Task
The line containing "use crate::chess_board::ChessBoard;" marks the end: quote every line from the start of the records below through it, word for word.
= = = = = = =
//! Static position evaluation: terminal detection, then tapered material
//! + piece-square scoring, always expressed from White's perspective.
//! The search negates as needed for its own (side-to-move-relative)
//! negamax framing.

use crate::chess_board::ChessBoard;
use crate::pieces;
use crate::tt::MATE_SCORE;

pub const TEMPO_BONUS: i32 = 10;

// Returns true if the current position is drawn by insufficient mating
// material for either side.
pub fn is_draw_by_insufficient_material(board: &ChessBoard) -> bool {
    board.is_insufficient_material()
}

// Returns true if the current position has already occurred three times
// (including the current occurrence) over the course of the game.
pub fn is_draw_by_threefold_repetition(board: &ChessBoard) -> bool {
    board.is_repetition(3)
}

// Sum of PHASE_WEIGHT over all non-pawn, non-king pieces on the board,
// clamped to pieces::MAX_PHASE.  24 means "full material", 0 means
// "bare kings and pawns".
pub fn calculate_game_phase(board: &ChessBoard) -> i32 {
    let mut phase = 0;
    for color in 0..2 {
        for piece in 0..6 {
            let count = crate::bitboard::pop_count(board.bb_pieces[color][piece]) as i32;
            phase += pieces::PHASE_WEIGHT[piece] * count;
        }
    }
    phase.min(pieces::MAX_PHASE)
}

// Tapered material + piece-square evaluation, from White's perspective,
// with no terminal detection and no tempo bonus.  Used both by
// `evaluate` and by anything that only wants the material balance.
fn tapered_material_and_pst(board: &ChessBoard) -> i32 {
    let phase = calculate_game_phase(board);
    let mut mg_score = [0i32; 2];
    let mut eg_score = [0i32; 2];

    for color in 0..2 {
        for piece in 0..6 {
            for square in crate::bitboard::occupied_squares(board.bb_pieces[color][piece]) {
                let pst_square = if color == pieces::COLOR_WHITE {
                    square
                } else {
                    pieces::mirror_square(square)
                };
                mg_score[color] += pieces::PIECE_VALUES_MG[piece] + pieces::PST_MIDDLE_GAME[piece][pst_square];
                eg_score[color] += pieces::PIECE_VALUES_EG[piece] + pieces::PST_END_GAME[piece][pst_square];
            }
        }
    }

    let mg = mg_score[pieces::COLOR_WHITE] - mg_score[pieces::COLOR_BLACK];
    let eg = eg_score[pieces::COLOR_WHITE] - eg_score[pieces::COLOR_BLACK];

    (mg * phase + eg * (pieces::MAX_PHASE - phase)) / pieces::MAX_PHASE
}

// Full position evaluation, from White's perspective, positive favors
// White.  `ply_from_root` is needed to prefer shorter mates: a mate
// found deeper in the tree scores closer to zero than one found at the
// root.
//
// Checkmate and stalemate require enumerating legal moves, which in turn
// requires make/unmake, hence the `&mut ChessBoard` receiver; the board
// is left unchanged on return.
pub fn evaluate(board: &mut ChessBoard, ply_from_root: i32) -> i32 {
    if board.is_checkmate() {
        return if board.whites_turn {
            -MATE_SCORE + ply_from_root
        } else {
            MATE_SCORE - ply_from_root
        };
    }
    if board.is_stalemate() || board.is_insufficient_material() {
        return 0;
    }
    tapered_material_and_pst(board) + if board.whites_turn { TEMPO_BONUS } else { -TEMPO_BONUS }
}

#[cfg(test)]
mod tests {
    use super::*;

    #[test]
    fn test_starting_position_is_balanced_apart_from_tempo() {
        let mut board = ChessBoard::new();
        board.new_game();
        // The starting position is symmetric, so the only difference
        // from zero should be the tempo bonus for White to move.
        assert_eq!(evaluate(&mut board, 0), TEMPO_BONUS);
    }

    #[test]
    fn test_extra_queen_is_heavily_favored() {
        let mut board = ChessBoard::new();
        board.set_from_fen("4k3/8/8/8/8/8/8/3QK3 w - - 0 1").unwrap();
        assert!(evaluate(&mut board, 0) > 800);
    }

    #[test]
    fn test_game_phase_starting_position_is_max() {
        let mut board = ChessBoard::new();
        board.new_game();
        assert_eq!(calculate_game_phase(&board), pieces::MAX_PHASE);
    }

    #[test]
    fn test_game_phase_bare_kings_is_zero() {
        let mut board = ChessBoard::new();
        board.set_from_fen("4k3/8/8/8/8/8/8/4K3 w - - 0 1").unwrap();
        assert_eq!(calculate_game_phase(&board), 0);
    }

    #[test]
    fn test_insufficient_material_delegates_to_board() {
        let mut board = ChessBoard::new();
        board.set_from_fen("4k3/8/8/8/8/8/8/4K3 w - - 0 1").unwrap();
        assert!(is_draw_by_insufficient_material(&board));
    }

    #[test]
    fn test_stalemate_evaluates_to_zero() {
        let mut board = ChessBoard::new();
        board.set_from_fen("7k/5Q2/6K1/8/8/8/8/8 b - - 0 1").unwrap();
        assert_eq!(evaluate(&mut board, 0), 0);
    }

    #[test]
    fn test_mate_in_one_scores_near_mate_score() {
        let mut board = ChessBoard::new();
        board.set_from_fen("6k1/5ppp/8/8/8/8/5PPP/R6K w - - 0 1").unwrap();
        board.make_move(0, 56, None); // Ra1-a8#
        assert!(evaluate(&mut board, 1) >= MATE_SCORE - 1000);
        board.unmake_move();
    }

    #[test]
    fn test_evaluation_symmetry_up_to_tempo() {
        let mut white_to_move = ChessBoard::new();
        white_to_move.set_from_fen("4k3/8/8/8/8/8/8/3QK3 w - - 0 1").unwrap();
        let mut black_to_move = ChessBoard::new();
        black_to_move.set_from_fen("3qk3/8/8/8/8/8/8/4K3 b - - 0 1").unwrap();
        // Mirroring the position and swapping the side to move should
        // negate the score apart from the (now doubled) tempo term.
        let a = evaluate(&mut white_to_move, 0);
        let b = evaluate(&mut black_to_move, 0);
        assert_eq!(a, -b);
    }
}
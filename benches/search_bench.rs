use std::time::Duration;

use criterion::{criterion_group, criterion_main, Criterion};
use corvus_chess::controller::Engine;

fn bench_search_startpos(c: &mut Criterion) {
    c.bench_function("search_depth_4_startpos", |b| {
        b.iter(|| {
            let mut engine = Engine::new(4);
            engine.new_game();
            engine.select_move(Duration::from_secs(30), Some(4), Duration::from_secs(30))
        })
    });
}

fn bench_search_kiwipete(c: &mut Criterion) {
    let kiwipete = "r3k2r/p1ppqpb1/bn2pnp1/3PN3/1p2P3/2N2Q1p/PPPBBPPP/R3K2R w KQkq - 0 1";
    c.bench_function("search_depth_4_kiwipete", |b| {
        b.iter(|| {
            let mut engine = Engine::new(4);
            engine.set_board_from_fen(kiwipete, None).unwrap();
            engine.select_move(Duration::from_secs(30), Some(4), Duration::from_secs(30))
        })
    });
}

criterion_group!(benches, bench_search_startpos, bench_search_kiwipete);
criterion_main!(benches);
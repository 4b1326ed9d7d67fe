pub mod error;

use std::fs;
use std::path::{Path, PathBuf};
use std::time::Duration;

use tracing::debug;
use tunes_model::MediaKind;
use url::Url;

use crate::constants::{DEFAULT_CONFIG_LOCATIONS, env as vars};
use crate::models::sources::{EnvConfig, FileConfig};
use crate::models::{ApiConfig, Config, ConfigMetadata, ImageConfig, SearchConfig};
use crate::util::{parse_duration, parse_value};
use crate::validation::{self, ConfigWarnings};
use error::ConfigLoadError;

/// A validated configuration plus anything worth telling the user about it.
#[derive(Debug, Clone)]
pub struct ConfigLoad {
    pub config: Config,
    pub warnings: ConfigWarnings,
}

#[derive(Debug, Default, Clone)]
pub struct ConfigLoaderOptions {
    pub config_path: Option<PathBuf>,
    pub env_file: Option<PathBuf>,
}

#[derive(Debug, Default)]
pub struct ConfigLoader {
    options: ConfigLoaderOptions,
}

impl ConfigLoader {
    pub fn new() -> Self {
        Self::default()
    }

    pub fn with_options(options: ConfigLoaderOptions) -> Self {
        Self { options }
    }

    pub fn with_config_path<P: Into<PathBuf>>(mut self, path: P) -> Self {
        self.options.config_path = Some(path.into());
        self
    }

    pub fn with_env_file<P: Into<PathBuf>>(mut self, path: P) -> Self {
        self.options.env_file = Some(path.into());
        self
    }

    /// Loads `.env`, the process environment and the config file, then
    /// composes and validates them.
    pub fn load(&self) -> Result<ConfigLoad, ConfigLoadError> {
        let env_file_loaded = match &self.options.env_file {
            Some(path) => dotenvy::from_path(path).map(|_| true).or_else(
                |err| match err {
                    dotenvy::Error::Io(_) => Ok(false),
                    _ => Err(err),
                },
            )?,
            None => {
                dotenvy::dotenv().map(|_| true).or_else(|err| match err {
                    dotenvy::Error::Io(_) => Ok(false),
                    _ => Err(err),
                })?
            }
        };

        let env_config = EnvConfig::gather();
        let (file_config, config_path) = self.load_file_config(&env_config)?;

        Self::compose(
            file_config,
            env_config,
            ConfigMetadata {
                config_path,
                env_file_loaded,
            },
        )
    }

    fn load_file_config(
        &self,
        env_config: &EnvConfig,
    ) -> Result<(Option<FileConfig>, Option<PathBuf>), ConfigLoadError> {
        let explicit = self
            .options
            .config_path
            .clone()
            .or_else(|| env_config.config_path.clone());

        let path = match explicit {
            Some(path) if !path.exists() => {
                return Err(ConfigLoadError::MissingConfig { path });
            }
            Some(path) => path,
            None => match DEFAULT_CONFIG_LOCATIONS
                .iter()
                .map(PathBuf::from)
                .find(|candidate| candidate.exists())
            {
                Some(found) => found,
                None => {
                    debug!("no tunes.toml found; using defaults and environment");
                    return Ok((None, None));
                }
            },
        };

        let file_config = read_file_config(&path)?;
        Ok((Some(file_config), Some(path)))
    }

    /// Layers `env` over `file` over the built-in defaults and validates the
    /// result. Does not touch the process environment.
    pub fn compose(
        file: Option<FileConfig>,
        env: EnvConfig,
        metadata: ConfigMetadata,
    ) -> Result<ConfigLoad, ConfigLoadError> {
        let FileConfig {
            api: file_api,
            images: file_images,
            search: file_search,
        } = file.unwrap_or_default();
        let defaults = Config::default();

        let base_url = match env.api_base_url.or(file_api.base_url) {
            Some(raw) => Url::parse(raw.trim()).map_err(|source| {
                ConfigLoadError::InvalidBaseUrl { value: raw, source }
            })?,
            None => defaults.api.base_url,
        };

        let api = ApiConfig {
            base_url,
            request_timeout: layered_duration(
                env.request_timeout,
                vars::REQUEST_TIMEOUT,
                file_api.request_timeout,
                "api.request_timeout",
            )?
            .unwrap_or(defaults.api.request_timeout),
            user_agent: env
                .user_agent
                .or(file_api.user_agent)
                .unwrap_or(defaults.api.user_agent),
        };

        let images = ImageConfig {
            fetch_timeout: layered_duration(
                env.image_timeout,
                vars::IMAGE_TIMEOUT,
                file_images.fetch_timeout,
                "images.fetch_timeout",
            )?
            .unwrap_or(defaults.images.fetch_timeout),
            max_entries: env_value(env.image_cache_entries, vars::IMAGE_CACHE_ENTRIES)?
                .or(file_images.max_entries)
                .unwrap_or(defaults.images.max_entries),
            max_mib: env_value(env.image_cache_mib, vars::IMAGE_CACHE_MIB)?
                .or(file_images.max_mib)
                .unwrap_or(defaults.images.max_mib),
        };

        let search = SearchConfig {
            media: env_value::<MediaKind>(env.search_media, vars::SEARCH_MEDIA)?
                .or(file_search.media)
                .unwrap_or(defaults.search.media),
            limit: env_value(env.search_limit, vars::SEARCH_LIMIT)?
                .or(file_search.limit)
                .unwrap_or(defaults.search.limit),
            related_limit: env_value(env.related_limit, vars::RELATED_LIMIT)?
                .or(file_search.related_limit)
                .unwrap_or(defaults.search.related_limit),
        };

        let config = Config {
            api,
            images,
            search,
            metadata,
        };
        let warnings = validation::apply_guard_rails(&config)?;

        Ok(ConfigLoad { config, warnings })
    }
}

fn read_file_config(path: &Path) -> Result<FileConfig, ConfigLoadError> {
    let contents =
        fs::read_to_string(path).map_err(|source| ConfigLoadError::Io {
            path: path.to_path_buf(),
            source,
        })?;
    toml::from_str(&contents).map_err(|source| ConfigLoadError::Parse {
        path: path.to_path_buf(),
        source,
    })
}

fn layered_duration(
    env_raw: Option<String>,
    env_key: &'static str,
    file_raw: Option<String>,
    file_key: &'static str,
) -> Result<Option<Duration>, ConfigLoadError> {
    match (env_raw, file_raw) {
        (Some(raw), _) => parse_duration(env_key, &raw).map(Some),
        (None, Some(raw)) => parse_duration(file_key, &raw).map(Some),
        (None, None) => Ok(None),
    }
}

fn env_value<T>(
    raw: Option<String>,
    key: &'static str,
) -> Result<Option<T>, ConfigLoadError>
where
    T: std::str::FromStr,
    T::Err: std::fmt::Display,
{
    raw.map(|raw| parse_value(key, &raw)).transpose()
}
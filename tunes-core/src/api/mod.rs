//! Typed request pipeline: endpoint descriptors, decoders, transports.

pub mod decode;
pub mod endpoint;
pub mod pipeline;
pub mod transport;

pub use decode::{Decoder, JsonDecoder};
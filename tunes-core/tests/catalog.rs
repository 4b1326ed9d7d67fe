mod support;

use std::sync::Arc;

use support::{Reply, StubTransport};
use tunes_core::{
    CatalogClient, CatalogSettings, NetworkError, RequestPipeline,
};
use tunes_model::{
    ArtistId, CatalogItem, ItemKind, MediaKind, WrapperType,
};

const ARTIST_INFO: &str = "https://itunes.apple.com/lookup?id=909253";

const JACK_JOHNSON: &str = r#"{
    "resultCount": 1,
    "results": [{
        "wrapperType": "artist",
        "artistType": "Artist",
        "artistName": "Jack Johnson",
        "artistId": 909253,
        "amgArtistId": 468749,
        "primaryGenreName": "Rock"
    }]
}"#;

fn works_body(count: usize) -> String {
    let results: Vec<String> = (0..count)
        .map(|i| {
            format!(
                r#"{{"wrapperType":"track","kind":"song","artistId":909253,"trackId":{},"trackName":"Track {}"}}"#,
                1000 + i,
                i
            )
        })
        .collect();
    format!(
        r#"{{"resultCount":{},"results":[{}]}}"#,
        count,
        results.join(",")
    )
}

fn song_by_jack() -> CatalogItem {
    let mut item = CatalogItem::new(WrapperType::Track);
    item.kind = Some(ItemKind::Song);
    item.artist_id = Some(ArtistId(909253));
    item.track_name = Some("Upside Down".into());
    item
}

fn client(transport: Arc<StubTransport>) -> CatalogClient {
    CatalogClient::new(
        RequestPipeline::new(transport),
        CatalogSettings::default(),
    )
}

#[tokio::test]
async fn profile_prefers_amg_id_and_truncates_works() {
    let works_url = "https://itunes.apple.com/lookup?amgArtistId=468749&entity=song&limit=5&sort=recent";
    let transport = Arc::new(
        StubTransport::new()
            .route(ARTIST_INFO, Reply::json(JACK_JOHNSON))
            .route(works_url, Reply::json(&works_body(7))),
    );

    let profile = client(Arc::clone(&transport))
        .artist_profile(&song_by_jack())
        .await
        .expect("lookup succeeds")
        .expect("item has an artist");

    let artist = profile.artist.expect("artist found");
    assert_eq!(artist.artist_name.as_deref(), Some("Jack Johnson"));
    assert_eq!(profile.works.len(), 5);
    assert_eq!(profile.works[0].display_title(), "Track 0");
    assert_eq!(
        transport.requests(),
        vec![ARTIST_INFO.to_string(), works_url.to_string()]
    );
}

#[tokio::test]
async fn empty_artist_lookup_falls_back_to_plain_id() {
    let works_url = "https://itunes.apple.com/lookup?id=909253&entity=all&limit=5&sort=recent";
    let transport = Arc::new(
        StubTransport::new()
            .route(ARTIST_INFO, Reply::json(r#"{"resultCount":0,"results":[]}"#))
            .route(works_url, Reply::json(&works_body(2))),
    );
    let mut item = song_by_jack();
    item.kind = None;

    let profile = client(Arc::clone(&transport))
        .artist_profile(&item)
        .await
        .expect("lookup succeeds")
        .expect("item has an artist");

    assert!(profile.artist.is_none());
    assert_eq!(profile.works.len(), 2);
    assert_eq!(transport.calls_for(works_url), 1);
}

#[tokio::test]
async fn item_without_artist_needs_no_lookup() {
    let transport = Arc::new(StubTransport::new());
    let item = CatalogItem::new(WrapperType::Collection);

    let profile = client(Arc::clone(&transport))
        .artist_profile(&item)
        .await
        .expect("nothing to fail");

    assert!(profile.is_none());
    assert_eq!(transport.calls(), 0);
}

#[tokio::test]
async fn failed_artist_lookup_stops_the_flow() {
    let transport = Arc::new(
        StubTransport::new()
            .route(ARTIST_INFO, Reply::Status(500, b"oops".to_vec())),
    );

    let err = client(Arc::clone(&transport))
        .artist_profile(&song_by_jack())
        .await
        .expect_err("server error");

    assert_eq!(err, NetworkError::BadResponse { status: Some(500) });
    assert_eq!(transport.calls(), 1);
}

#[tokio::test]
async fn search_returns_every_result_it_receives() {
    let url = "https://itunes.apple.com/search?term=jack%20johnson&media=music&limit=20";
    let transport =
        Arc::new(StubTransport::new().route(url, Reply::json(&works_body(3))));

    let items = client(Arc::clone(&transport))
        .search("jack johnson", MediaKind::Music, 20)
        .await
        .expect("search succeeds");

    assert_eq!(items.len(), 3);
    assert!(items.iter().all(|item| item.kind == Some(ItemKind::Song)));
}

#[tokio::test]
async fn custom_base_url_reaches_every_route() {
    let transport = Arc::new(StubTransport::new().route(
        "http://127.0.0.1:9000/lookup?id=909253",
        Reply::json(JACK_JOHNSON),
    ));
    let settings = CatalogSettings {
        base_url: "http://127.0.0.1:9000".into(),
        ..CatalogSettings::default()
    };
    let client = CatalogClient::new(RequestPipeline::new(transport), settings);

    let artist = client
        .artist_info(ArtistId(909253))
        .await
        .expect("lookup succeeds");
    assert!(artist.is_some());
}
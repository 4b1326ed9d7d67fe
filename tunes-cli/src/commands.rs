use std::sync::Arc;

use anyhow::{Context, Result};
use futures::future::join_all;
use tracing::info;
use tunes_config::Config;
use tunes_core::{
    CatalogClient, FetchOutcome, ImageCache, RequestPipeline, ReqwestTransport,
    SlotId, SlotToken,
};
use tunes_model::{ArtistId, CatalogItem, ItemKind, MediaKind};

/// Shared clients built once from the loaded configuration.
#[derive(Debug)]
pub struct App {
    config: Config,
    pipeline: RequestPipeline,
    catalog: CatalogClient,
}

impl App {
    pub fn new(config: Config) -> Result<Self> {
        let transport = ReqwestTransport::new(&config.api.user_agent)
            .context("failed to build HTTP client")?;
        let pipeline = RequestPipeline::new(Arc::new(transport));
        let catalog = CatalogClient::new(pipeline.clone(), config.catalog());
        Ok(Self {
            config,
            pipeline,
            catalog,
        })
    }

    pub async fn search(
        &self,
        term: &str,
        media: Option<MediaKind>,
        limit: Option<u32>,
        json: bool,
    ) -> Result<()> {
        let media = media.unwrap_or(self.config.search.media);
        let limit = limit.unwrap_or(self.config.search.limit);
        let items = self
            .catalog
            .search(term, media, limit)
            .await
            .with_context(|| format!("search for '{term}' failed"))?;

        if json {
            println!("{}", serde_json::to_string_pretty(&items)?);
            return Ok(());
        }
        if items.is_empty() {
            println!("No results for '{term}'.");
        }
        for (index, item) in items.iter().enumerate() {
            println!("{:>3}. {}", index + 1, describe(item));
        }
        Ok(())
    }

    pub async fn artist(
        &self,
        id: ArtistId,
        entity: Option<ItemKind>,
        limit: Option<u32>,
    ) -> Result<()> {
        let limit = limit.unwrap_or(self.config.search.related_limit);
        let artist = self
            .catalog
            .artist_info(id)
            .await
            .with_context(|| format!("lookup of artist {id} failed"))?;

        let amg_id = artist.as_ref().and_then(|artist| artist.amg_artist_id);
        match &artist {
            Some(artist) => {
                println!("{}", artist.display_title());
                if let Some(genre) = &artist.primary_genre_name {
                    println!("  genre: {genre}");
                }
                if let Some(link) = &artist.artist_view_url {
                    println!("  {link}");
                }
            }
            None => println!("Artist {id} not found; listing works by id."),
        }

        let works = self
            .catalog
            .artist_works(id, amg_id, entity, limit)
            .await
            .with_context(|| format!("works of artist {id} could not be loaded"))?;
        println!("Recent works:");
        for (index, work) in works.iter().enumerate() {
            println!("{:>3}. {}", index + 1, describe(work));
        }
        Ok(())
    }

    pub async fn artwork(
        &self,
        term: &str,
        media: Option<MediaKind>,
        limit: Option<u32>,
    ) -> Result<()> {
        let media = media.unwrap_or(self.config.search.media);
        let limit = limit.unwrap_or(self.config.search.limit);
        let items = self
            .catalog
            .search(term, media, limit)
            .await
            .with_context(|| format!("search for '{term}' failed"))?;

        let images =
            ImageCache::new(self.pipeline.clone(), self.config.image_cache());
        let rows = items.iter().enumerate().map(|(row, item)| {
            let images = images.clone();
            async move {
                let Some(url) = item.artwork_url() else {
                    return format!("{} (no artwork)", item.display_title());
                };
                let token = SlotToken::first(SlotId(row as u64));
                let result = match images.fetch(url, token) {
                    FetchOutcome::Ready(image) => Some(Ok(image)),
                    FetchOutcome::Pending(pending) => pending.await,
                };
                match result {
                    Some(Ok(image)) => format!(
                        "{}: {}x{} ({})",
                        item.display_title(),
                        image.width(),
                        image.height(),
                        image.footprint()
                    ),
                    Some(Err(err)) => format!("{}: {err}", item.display_title()),
                    None => format!("{}: superseded", item.display_title()),
                }
            }
        });

        for (index, line) in join_all(rows).await.into_iter().enumerate() {
            println!("{:>3}. {line}", index + 1);
        }

        let stats = images.stats();
        info!(
            entries = stats.entries,
            resident = %stats.resident,
            hits = stats.hits,
            misses = stats.misses,
            joins = stats.joins,
            evictions = stats.evictions,
            "image cache"
        );
        println!(
            "cache: {} images, {} resident, {} downloads, {} shared, {} evicted",
            stats.entries, stats.resident, stats.misses, stats.joins, stats.evictions
        );
        Ok(())
    }
}

fn describe(item: &CatalogItem) -> String {
    let mut line = item.display_title().to_string();
    if let Some(artist) = &item.artist_name
        && item.track_name.is_some()
    {
        line.push_str(" - ");
        line.push_str(artist);
    }
    if let Some(kind) = item.kind {
        line.push_str(&format!(" [{kind}]"));
    }
    line
}

#[cfg(test)]
mod tests {
    use super::*;
    use tunes_model::WrapperType;

    #[test]
    fn describe_includes_artist_and_kind_for_tracks() {
        let mut item = CatalogItem::new(WrapperType::Track);
        item.track_name = Some("Thriller".into());
        item.artist_name = Some("Michael Jackson".into());
        item.kind = Some(ItemKind::Song);
        assert_eq!(describe(&item), "Thriller - Michael Jackson [song]");
    }

    #[test]
    fn describe_falls_back_to_collection_name() {
        let mut item = CatalogItem::new(WrapperType::Collection);
        item.collection_name = Some("Bad".into());
        item.artist_name = Some("Michael Jackson".into());
        assert_eq!(describe(&item), "Bad");
    }
}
= = = = = = =
Answer
//! Static position evaluation: terminal detection, then tapered material
//! + piece-square scoring, always expressed from White's perspective.
//! The search negates as needed for its own (side-to-move-relative)
//! negamax framing.

use crate::chess_board::ChessBoard;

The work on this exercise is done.